Undoubtedly, self-reflection, self-criticism and self-control are required for the observance of any rule or principle, and on this the social institution of law makes sense for humans. If animals cannot behave upon any of these characteristics at any time of their lives, it is more than obvious that they cannot conceive of rights, or of other concepts such as justice. Another way to explain it is that human rights rest on human reason as their ultimate justification, and that granting rights to animals is to ignore what it means to understand and to intentionally respect human rights.
Learning from the work of classical liberal economist Ludwig von Mises, the human ability to sort knowledge and experience is intimately related to human language, which involves norms, concepts and conventions that the human mind processes while relating to the surroundings. And as humans understand the meaning of their actions, this very understanding makes it possible to formulate the general principle by which the phenomenon of human action is explained, giving rise to what Mises called “praxeology”—the science of human action.
Nevertheless, it is not possible for any conflict to arise over the use of the goods insofar as they are superabundant, and no coordination of actions is necessary. However, this is not the usual situation among humans, and only humans are capable of understanding the impact their actions have on the occurrence of conflict, which is inextricably intertwined with the concept of justice. This is impossible for animals with respect to humans, and therefore it is impossible for them to be equal to humans in any fashion for a justice system. There is no way for animals to justify their actions and defend themselves from any accusation. They will never be moral agents able to gather moral experience. Animals are not even like small children who, from an early age on, begin to justify their actions and fear punishment for their uncivilized behavior, thus sufficiently understanding the reasons for their punishment.
Being unable to account for their behavior and, thus, neither morally responsible, nor irresponsible, animals cannot respond to a trial. Consequently, it makes no sense to blame them for rights violations, of which they have no understanding. For example, if animals had rights, should the horse that kicked a man passing by not be punished? Could the horse not respect the innocent man on his way home? This is obviously absurd. The horse cannot articulate such thoughts. Whatever sense of threat the horse may feel, it feels it regardless of the man’s intentions.
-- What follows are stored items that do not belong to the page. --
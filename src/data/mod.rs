//! Everything between a raw rating file and the encoded rows the trainer consumes.

pub mod dataset;
pub mod encoder;
pub mod source;

pub use dataset::RatingDataset;
pub use encoder::IdEncoder;
pub use source::{CsvRatingSource, RatingSource};
use crate::config::RecommendationConfig;
use crate::error::Result;
use crate::models::{Model, RatingKey};
use crate::utils::round_to_one_decimal;
use crate::utils::validation::validate_threshold;
use serde::{Deserialize, Serialize};
use std::sync::Arc;
use tracing::debug;

pub const DEFAULT_THRESHOLD: f32 = 3.5;

#[derive(Debug, Clone, PartialEq, Serialize, Deserialize)]
#[serde(bound = "K: RatingKey")]
pub struct Recommendation<K> {
    pub user_key: K,
    pub item_key: K,
    pub score: f32,
    pub rounded_score: f32,
    pub recommended: bool,
}

/// True iff the score, rounded to one decimal, is strictly above `threshold`.
pub fn is_recommended(score: f32, threshold: f32) -> bool {
    round_to_one_decimal(score) > threshold
}

pub fn recommend<K: RatingKey>(model: &Model<K>, user_key: &K, item_key: &K, threshold: f32) -> Result<bool> {
    validate_threshold(threshold)?;
    let score = model.predict(user_key, item_key)?;
    Ok(is_recommended(score, threshold))
}

/// Recommendation decisions against one shared, read-only model.
#[derive(Debug, Clone)]
pub struct Recommender<K> {
    model: Arc<Model<K>>,
    threshold: f32,
}

impl<K: RatingKey> Recommender<K> {
    pub fn new(model: Arc<Model<K>>, config: &RecommendationConfig) -> Result<Self> {
        validate_threshold(config.threshold)?;
        Ok(Self {
            model,
            threshold: config.threshold,
        })
    }

    pub fn model(&self) -> &Arc<Model<K>> {
        &self.model
    }

    pub fn threshold(&self) -> f32 {
        self.threshold
    }

    pub fn decide(&self, user_key: &K, item_key: &K) -> Result<Recommendation<K>> {
        let score = self.model.predict(user_key, item_key)?;
        let rounded_score = round_to_one_decimal(score);
        let recommended = rounded_score > self.threshold;

        debug!(
            "Movie {} for user {}: score {:.3} (rounded {:.1}), recommended: {}",
            item_key, user_key, score, rounded_score, recommended
        );

        Ok(Recommendation {
            user_key: user_key.clone(),
            item_key: item_key.clone(),
            score,
            rounded_score,
            recommended,
        })
    }
}

#[cfg(test)]
mod tests {
    use super::*;
    use crate::algorithms::Solver;
    use crate::data::IdEncoder;
    use crate::error::RecError;
    use crate::models::{ModelMetadata, RawRating};
    use nalgebra::DMatrix;

    /// Rank-1 model whose score for user 1 and item `i` is exactly the item factor.
    fn fixed_score_model(scores: &[f32]) -> Model<u32> {
        let raw: Vec<RawRating<u32>> = (0..scores.len() as u32)
            .map(|item| RawRating::new(1, item, 0.0))
            .collect();
        let encoder = IdEncoder::fit(&raw);
        let users = DMatrix::from_element(1, 1, 1.0);
        let items = DMatrix::from_column_slice(scores.len(), 1, scores);
        Model::from_parts(encoder, users, items, ModelMetadata::new(Solver::Als, 1, 0.0)).unwrap()
    }

    #[test]
    fn test_rounding_boundary() {
        assert!(!is_recommended(3.44, DEFAULT_THRESHOLD));
        assert!(!is_recommended(3.449, DEFAULT_THRESHOLD));
        assert!(!is_recommended(3.451, DEFAULT_THRESHOLD));
        assert!(!is_recommended(3.46, DEFAULT_THRESHOLD));
        assert!(!is_recommended(3.5, DEFAULT_THRESHOLD));
        assert!(is_recommended(3.55, DEFAULT_THRESHOLD));
        assert!(is_recommended(4.9, DEFAULT_THRESHOLD));
    }

    #[test]
    fn test_recommend_uses_model_scores() {
        let model = fixed_score_model(&[3.44, 3.46, 3.55]);
        assert!(!recommend(&model, &1, &0, DEFAULT_THRESHOLD).unwrap());
        assert!(!recommend(&model, &1, &1, DEFAULT_THRESHOLD).unwrap());
        assert!(recommend(&model, &1, &2, DEFAULT_THRESHOLD).unwrap());
    }

    #[test]
    fn test_unknown_keys_are_errors() {
        let model = fixed_score_model(&[4.0]);
        assert!(matches!(
            recommend(&model, &99, &0, DEFAULT_THRESHOLD),
            Err(RecError::UnknownKey { .. })
        ));
        assert!(matches!(
            recommend(&model, &1, &99, DEFAULT_THRESHOLD),
            Err(RecError::UnknownKey { .. })
        ));
    }

    #[test]
    fn test_recommender_reports_score() {
        let recommender = Recommender::new(
            Arc::new(fixed_score_model(&[3.46, 4.04])),
            &RecommendationConfig::default(),
        )
        .unwrap();

        let decision = recommender.decide(&1, &0).unwrap();
        assert_eq!(decision.rounded_score, 3.5);
        assert!(!decision.recommended);

        let decision = recommender.decide(&1, &1).unwrap();
        assert!((decision.score - 4.04).abs() < 1e-6);
        assert_eq!(decision.rounded_score, 4.0);
        assert!(decision.recommended);
    }

    #[test]
    fn test_bad_threshold_is_rejected() {
        let model = fixed_score_model(&[1.0]);
        let config = RecommendationConfig { threshold: f32::NAN };
        assert!(Recommender::new(Arc::new(model.clone()), &config).is_err());
        assert!(matches!(
            recommend(&model, &1, &0, f32::NAN),
            Err(RecError::InvalidConfig(_))
        ));
        assert!(recommend(&model, &1, &0, f32::NEG_INFINITY).is_err());
    }
}
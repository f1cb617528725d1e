pub mod model_store;
pub mod recommendation;
pub mod training;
Those who claim that animals have rights cannot really be merely asserting that animals have rights as universally as humans, but are implicitly asserting that the alleged rights of animals are somehow superior to the rights of humans. For if humans should respect animals rights like they respect human rights, while animals cannot do the same, then animals would not have equal rights, but actually legal privileges over humans.
Nonetheless, it is because animals have no rights that it is possible for humans to assign property rights on animals, which in turn allows them to be legally protected. It means going to court to seek compensation from those who damage, steal, or kill animals. Hence, it is the human right to own animals that allows seeking justice in conflicts involving animals.
Ultimately, granting rights to animals means legalizing injustice against humans and, even then, to the benefit of those humans who are emotionally favored by such a thing. But social life and human relationship to all nature imply only one theory of rights possible in this world. And in this world inhabited by humans, animal rights are impossible.